START Data for review
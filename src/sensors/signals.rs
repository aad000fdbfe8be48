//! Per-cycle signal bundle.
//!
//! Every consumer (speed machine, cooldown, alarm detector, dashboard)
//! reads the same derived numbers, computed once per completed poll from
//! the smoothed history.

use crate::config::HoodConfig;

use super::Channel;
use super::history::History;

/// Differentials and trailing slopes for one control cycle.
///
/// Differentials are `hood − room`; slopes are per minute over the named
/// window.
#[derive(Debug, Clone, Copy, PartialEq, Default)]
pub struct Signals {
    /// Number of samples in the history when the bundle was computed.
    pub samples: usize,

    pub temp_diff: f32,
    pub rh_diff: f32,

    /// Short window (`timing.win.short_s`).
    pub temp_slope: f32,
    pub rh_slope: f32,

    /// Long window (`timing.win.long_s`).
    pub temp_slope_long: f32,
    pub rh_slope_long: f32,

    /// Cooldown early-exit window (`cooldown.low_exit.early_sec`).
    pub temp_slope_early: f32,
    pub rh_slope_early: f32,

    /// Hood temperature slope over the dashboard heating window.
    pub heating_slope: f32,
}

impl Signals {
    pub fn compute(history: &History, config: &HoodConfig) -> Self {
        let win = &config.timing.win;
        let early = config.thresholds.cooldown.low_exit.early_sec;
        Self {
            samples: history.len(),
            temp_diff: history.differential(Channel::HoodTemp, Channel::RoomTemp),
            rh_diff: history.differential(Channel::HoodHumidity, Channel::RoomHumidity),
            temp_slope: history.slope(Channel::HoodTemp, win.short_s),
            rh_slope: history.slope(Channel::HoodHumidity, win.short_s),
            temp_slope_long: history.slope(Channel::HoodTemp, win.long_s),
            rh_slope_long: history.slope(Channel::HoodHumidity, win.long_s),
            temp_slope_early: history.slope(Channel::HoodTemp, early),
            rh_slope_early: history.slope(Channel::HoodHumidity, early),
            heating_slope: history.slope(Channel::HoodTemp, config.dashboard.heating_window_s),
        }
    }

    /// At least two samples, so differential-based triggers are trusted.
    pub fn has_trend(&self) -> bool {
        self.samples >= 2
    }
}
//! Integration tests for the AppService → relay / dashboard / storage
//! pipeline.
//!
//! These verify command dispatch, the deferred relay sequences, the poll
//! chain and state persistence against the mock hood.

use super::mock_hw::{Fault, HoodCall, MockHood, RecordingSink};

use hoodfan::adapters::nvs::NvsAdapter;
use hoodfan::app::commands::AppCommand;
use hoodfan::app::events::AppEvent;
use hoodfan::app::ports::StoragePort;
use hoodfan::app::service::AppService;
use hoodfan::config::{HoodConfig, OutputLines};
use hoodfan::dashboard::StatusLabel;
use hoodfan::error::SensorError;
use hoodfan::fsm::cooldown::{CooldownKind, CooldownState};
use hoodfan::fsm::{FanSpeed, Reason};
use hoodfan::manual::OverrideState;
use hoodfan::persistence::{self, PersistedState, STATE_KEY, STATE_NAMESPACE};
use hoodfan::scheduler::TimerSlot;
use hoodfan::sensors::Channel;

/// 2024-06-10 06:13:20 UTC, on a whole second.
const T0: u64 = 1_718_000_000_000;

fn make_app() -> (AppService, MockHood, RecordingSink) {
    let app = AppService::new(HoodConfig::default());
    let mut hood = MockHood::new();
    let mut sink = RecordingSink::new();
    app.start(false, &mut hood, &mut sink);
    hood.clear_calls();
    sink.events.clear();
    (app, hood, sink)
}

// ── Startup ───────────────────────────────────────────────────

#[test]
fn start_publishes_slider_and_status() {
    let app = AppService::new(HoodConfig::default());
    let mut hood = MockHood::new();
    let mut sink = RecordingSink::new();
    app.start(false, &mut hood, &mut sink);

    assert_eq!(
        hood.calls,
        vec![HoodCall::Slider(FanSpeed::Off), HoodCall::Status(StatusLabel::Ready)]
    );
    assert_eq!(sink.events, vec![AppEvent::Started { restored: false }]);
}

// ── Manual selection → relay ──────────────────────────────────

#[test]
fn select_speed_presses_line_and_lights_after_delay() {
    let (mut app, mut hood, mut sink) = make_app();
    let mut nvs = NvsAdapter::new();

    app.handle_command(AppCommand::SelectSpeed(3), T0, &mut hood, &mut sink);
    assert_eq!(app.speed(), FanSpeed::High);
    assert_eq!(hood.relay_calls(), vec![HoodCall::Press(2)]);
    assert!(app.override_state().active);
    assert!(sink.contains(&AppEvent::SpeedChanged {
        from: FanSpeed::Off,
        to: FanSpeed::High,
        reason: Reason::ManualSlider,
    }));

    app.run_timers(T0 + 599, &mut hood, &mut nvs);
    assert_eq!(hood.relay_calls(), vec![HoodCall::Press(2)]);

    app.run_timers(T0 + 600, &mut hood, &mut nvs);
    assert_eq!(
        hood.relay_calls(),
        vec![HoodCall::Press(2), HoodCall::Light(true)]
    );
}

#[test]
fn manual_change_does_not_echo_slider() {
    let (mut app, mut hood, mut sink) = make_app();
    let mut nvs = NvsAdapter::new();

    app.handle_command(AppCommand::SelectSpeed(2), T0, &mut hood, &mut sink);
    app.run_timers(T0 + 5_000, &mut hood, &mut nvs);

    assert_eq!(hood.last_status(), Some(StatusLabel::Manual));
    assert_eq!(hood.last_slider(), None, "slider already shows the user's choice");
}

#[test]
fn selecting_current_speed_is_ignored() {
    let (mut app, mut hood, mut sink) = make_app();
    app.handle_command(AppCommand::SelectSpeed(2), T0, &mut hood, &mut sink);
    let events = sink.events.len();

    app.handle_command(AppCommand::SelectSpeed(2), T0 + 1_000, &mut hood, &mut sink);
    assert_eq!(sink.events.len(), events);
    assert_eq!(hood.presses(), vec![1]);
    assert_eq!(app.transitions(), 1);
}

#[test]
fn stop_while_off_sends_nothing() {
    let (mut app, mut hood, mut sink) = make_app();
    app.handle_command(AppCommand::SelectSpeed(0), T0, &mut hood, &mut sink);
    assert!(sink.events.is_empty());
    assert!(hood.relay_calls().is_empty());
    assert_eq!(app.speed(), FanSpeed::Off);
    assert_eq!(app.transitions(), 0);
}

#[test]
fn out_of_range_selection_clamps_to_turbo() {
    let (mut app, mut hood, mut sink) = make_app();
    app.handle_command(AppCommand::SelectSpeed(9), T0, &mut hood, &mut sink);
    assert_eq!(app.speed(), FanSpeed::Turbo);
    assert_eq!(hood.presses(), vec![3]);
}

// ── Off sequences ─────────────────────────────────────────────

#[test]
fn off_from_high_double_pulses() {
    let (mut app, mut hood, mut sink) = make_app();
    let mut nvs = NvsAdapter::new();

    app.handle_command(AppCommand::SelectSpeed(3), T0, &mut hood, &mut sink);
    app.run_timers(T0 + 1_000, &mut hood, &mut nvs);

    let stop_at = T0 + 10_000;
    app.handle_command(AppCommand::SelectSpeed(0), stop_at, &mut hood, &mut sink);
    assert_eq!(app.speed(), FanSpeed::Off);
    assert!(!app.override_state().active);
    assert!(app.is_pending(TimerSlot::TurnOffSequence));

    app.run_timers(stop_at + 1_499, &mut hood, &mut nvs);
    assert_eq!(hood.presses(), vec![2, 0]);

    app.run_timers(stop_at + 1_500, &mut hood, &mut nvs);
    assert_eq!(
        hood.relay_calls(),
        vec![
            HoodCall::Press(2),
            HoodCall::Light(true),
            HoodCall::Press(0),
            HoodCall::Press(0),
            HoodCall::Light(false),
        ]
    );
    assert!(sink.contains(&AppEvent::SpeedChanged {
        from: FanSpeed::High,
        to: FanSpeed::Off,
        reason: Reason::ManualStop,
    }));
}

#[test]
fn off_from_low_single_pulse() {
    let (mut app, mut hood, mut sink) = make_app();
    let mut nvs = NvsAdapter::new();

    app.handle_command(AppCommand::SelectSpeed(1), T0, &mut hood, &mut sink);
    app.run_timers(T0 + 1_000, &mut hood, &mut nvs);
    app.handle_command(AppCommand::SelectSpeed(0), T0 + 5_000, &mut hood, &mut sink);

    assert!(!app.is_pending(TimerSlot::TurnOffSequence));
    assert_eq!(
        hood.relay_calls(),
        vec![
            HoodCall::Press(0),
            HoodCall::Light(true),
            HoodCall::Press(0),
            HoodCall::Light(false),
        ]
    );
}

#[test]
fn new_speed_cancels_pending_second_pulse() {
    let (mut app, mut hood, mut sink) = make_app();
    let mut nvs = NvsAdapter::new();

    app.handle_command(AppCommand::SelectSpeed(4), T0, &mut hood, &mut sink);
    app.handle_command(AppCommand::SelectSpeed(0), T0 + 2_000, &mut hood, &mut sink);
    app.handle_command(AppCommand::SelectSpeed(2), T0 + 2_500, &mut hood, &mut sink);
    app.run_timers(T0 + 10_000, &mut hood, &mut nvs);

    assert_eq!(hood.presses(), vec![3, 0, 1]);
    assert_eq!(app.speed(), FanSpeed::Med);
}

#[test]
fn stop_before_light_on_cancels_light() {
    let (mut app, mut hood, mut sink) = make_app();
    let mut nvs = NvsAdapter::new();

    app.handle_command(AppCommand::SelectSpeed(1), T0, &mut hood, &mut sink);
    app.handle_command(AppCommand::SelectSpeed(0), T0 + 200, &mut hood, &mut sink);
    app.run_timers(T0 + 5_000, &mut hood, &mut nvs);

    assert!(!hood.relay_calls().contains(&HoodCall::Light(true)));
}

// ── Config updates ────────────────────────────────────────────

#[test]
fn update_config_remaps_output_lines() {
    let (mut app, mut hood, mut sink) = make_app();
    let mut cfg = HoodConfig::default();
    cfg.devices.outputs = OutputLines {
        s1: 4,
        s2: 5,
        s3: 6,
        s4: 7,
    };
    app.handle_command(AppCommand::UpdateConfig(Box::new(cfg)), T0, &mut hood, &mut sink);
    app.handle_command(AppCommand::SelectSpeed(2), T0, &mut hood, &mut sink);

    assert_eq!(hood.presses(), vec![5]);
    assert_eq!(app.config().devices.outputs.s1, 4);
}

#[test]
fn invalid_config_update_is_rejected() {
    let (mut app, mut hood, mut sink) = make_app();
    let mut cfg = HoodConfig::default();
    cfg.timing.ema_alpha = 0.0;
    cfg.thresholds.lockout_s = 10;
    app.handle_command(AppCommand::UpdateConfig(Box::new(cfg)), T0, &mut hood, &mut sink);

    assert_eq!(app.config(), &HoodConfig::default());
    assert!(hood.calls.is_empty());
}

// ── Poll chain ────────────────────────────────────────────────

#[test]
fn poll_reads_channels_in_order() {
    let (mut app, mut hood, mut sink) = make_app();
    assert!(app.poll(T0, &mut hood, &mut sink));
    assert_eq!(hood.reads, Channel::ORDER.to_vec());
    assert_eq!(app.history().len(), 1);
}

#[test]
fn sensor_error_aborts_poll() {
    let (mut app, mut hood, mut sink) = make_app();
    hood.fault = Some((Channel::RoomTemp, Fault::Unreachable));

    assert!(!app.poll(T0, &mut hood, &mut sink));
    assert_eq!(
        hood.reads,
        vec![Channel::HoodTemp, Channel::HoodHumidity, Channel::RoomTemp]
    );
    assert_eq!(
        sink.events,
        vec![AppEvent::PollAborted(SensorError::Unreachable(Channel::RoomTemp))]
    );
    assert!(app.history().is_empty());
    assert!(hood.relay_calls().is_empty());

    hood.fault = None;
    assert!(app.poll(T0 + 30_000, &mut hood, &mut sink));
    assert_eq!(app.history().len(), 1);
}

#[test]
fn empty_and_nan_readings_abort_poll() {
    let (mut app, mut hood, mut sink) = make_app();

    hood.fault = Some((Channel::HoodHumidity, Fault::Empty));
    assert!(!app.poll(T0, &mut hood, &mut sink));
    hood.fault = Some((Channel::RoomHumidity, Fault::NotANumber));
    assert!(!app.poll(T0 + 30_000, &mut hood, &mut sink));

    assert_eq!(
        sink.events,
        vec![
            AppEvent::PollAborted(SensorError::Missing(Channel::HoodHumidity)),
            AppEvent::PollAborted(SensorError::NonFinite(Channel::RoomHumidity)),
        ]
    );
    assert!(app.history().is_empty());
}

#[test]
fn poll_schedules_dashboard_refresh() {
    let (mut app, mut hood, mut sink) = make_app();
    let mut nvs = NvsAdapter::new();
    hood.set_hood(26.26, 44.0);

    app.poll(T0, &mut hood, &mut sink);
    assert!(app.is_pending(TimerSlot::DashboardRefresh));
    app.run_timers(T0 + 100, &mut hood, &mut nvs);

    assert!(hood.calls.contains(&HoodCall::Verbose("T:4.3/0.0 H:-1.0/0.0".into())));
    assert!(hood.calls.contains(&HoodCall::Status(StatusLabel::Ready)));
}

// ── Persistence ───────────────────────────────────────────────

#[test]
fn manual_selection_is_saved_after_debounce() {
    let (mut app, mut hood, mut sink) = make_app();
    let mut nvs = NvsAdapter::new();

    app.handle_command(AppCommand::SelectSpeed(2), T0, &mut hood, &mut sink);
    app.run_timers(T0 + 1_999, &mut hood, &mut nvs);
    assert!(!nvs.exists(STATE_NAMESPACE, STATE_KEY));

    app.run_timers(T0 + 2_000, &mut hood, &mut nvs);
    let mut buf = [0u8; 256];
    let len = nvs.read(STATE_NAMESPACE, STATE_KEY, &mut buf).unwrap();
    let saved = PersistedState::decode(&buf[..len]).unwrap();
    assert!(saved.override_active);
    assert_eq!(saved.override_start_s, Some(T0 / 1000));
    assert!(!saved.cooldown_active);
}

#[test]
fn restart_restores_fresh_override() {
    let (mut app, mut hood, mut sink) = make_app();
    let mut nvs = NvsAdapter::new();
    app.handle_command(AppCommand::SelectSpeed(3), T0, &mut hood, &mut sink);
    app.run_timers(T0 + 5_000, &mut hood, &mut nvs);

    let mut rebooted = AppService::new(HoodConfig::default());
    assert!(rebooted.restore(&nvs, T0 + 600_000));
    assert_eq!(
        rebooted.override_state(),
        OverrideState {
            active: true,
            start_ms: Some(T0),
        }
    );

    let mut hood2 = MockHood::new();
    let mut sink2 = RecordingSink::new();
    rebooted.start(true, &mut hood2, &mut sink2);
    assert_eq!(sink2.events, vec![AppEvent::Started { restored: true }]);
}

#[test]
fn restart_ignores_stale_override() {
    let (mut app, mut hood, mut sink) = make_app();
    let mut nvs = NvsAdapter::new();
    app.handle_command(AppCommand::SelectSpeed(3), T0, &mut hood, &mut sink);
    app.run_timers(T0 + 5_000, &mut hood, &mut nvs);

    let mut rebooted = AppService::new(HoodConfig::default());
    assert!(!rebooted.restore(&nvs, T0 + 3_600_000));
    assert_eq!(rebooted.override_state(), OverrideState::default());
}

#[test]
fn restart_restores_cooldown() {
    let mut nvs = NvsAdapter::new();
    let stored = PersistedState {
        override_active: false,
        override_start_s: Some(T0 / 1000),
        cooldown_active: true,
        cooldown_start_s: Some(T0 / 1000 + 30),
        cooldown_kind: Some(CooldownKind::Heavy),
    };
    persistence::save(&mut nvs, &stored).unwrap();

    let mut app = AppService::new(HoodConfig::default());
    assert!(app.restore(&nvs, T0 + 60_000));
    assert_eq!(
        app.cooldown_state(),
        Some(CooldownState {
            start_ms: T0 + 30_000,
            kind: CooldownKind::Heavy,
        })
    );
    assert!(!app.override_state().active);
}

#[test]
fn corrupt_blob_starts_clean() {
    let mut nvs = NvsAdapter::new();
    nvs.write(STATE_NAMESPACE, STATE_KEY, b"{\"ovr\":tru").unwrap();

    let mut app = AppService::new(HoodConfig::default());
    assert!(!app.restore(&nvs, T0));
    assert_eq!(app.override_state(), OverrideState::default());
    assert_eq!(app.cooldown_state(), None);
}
END Data for review
Exercise directions
Could you transcribe the entries above word for word, from the line with "let mut sink2 = RecordingSink::new();" down to the line with "let stored = PersistedState", keeping both?

Result of the exercise
    let mut sink2 = RecordingSink::new();
    rebooted.start(true, &mut hood2, &mut sink2);
    assert_eq!(sink2.events, vec![AppEvent::Started { restored: true }]);
}

#[test]
fn restart_ignores_stale_override() {
    let (mut app, mut hood, mut sink) = make_app();
    let mut nvs = NvsAdapter::new();
    app.handle_command(AppCommand::SelectSpeed(3), T0, &mut hood, &mut sink);
    app.run_timers(T0 + 5_000, &mut hood, &mut nvs);

    let mut rebooted = AppService::new(HoodConfig::default());
    assert!(!rebooted.restore(&nvs, T0 + 3_600_000));
    assert_eq!(rebooted.override_state(), OverrideState::default());
}

#[test]
fn restart_restores_cooldown() {
    let mut nvs = NvsAdapter::new();
    let stored = PersistedState {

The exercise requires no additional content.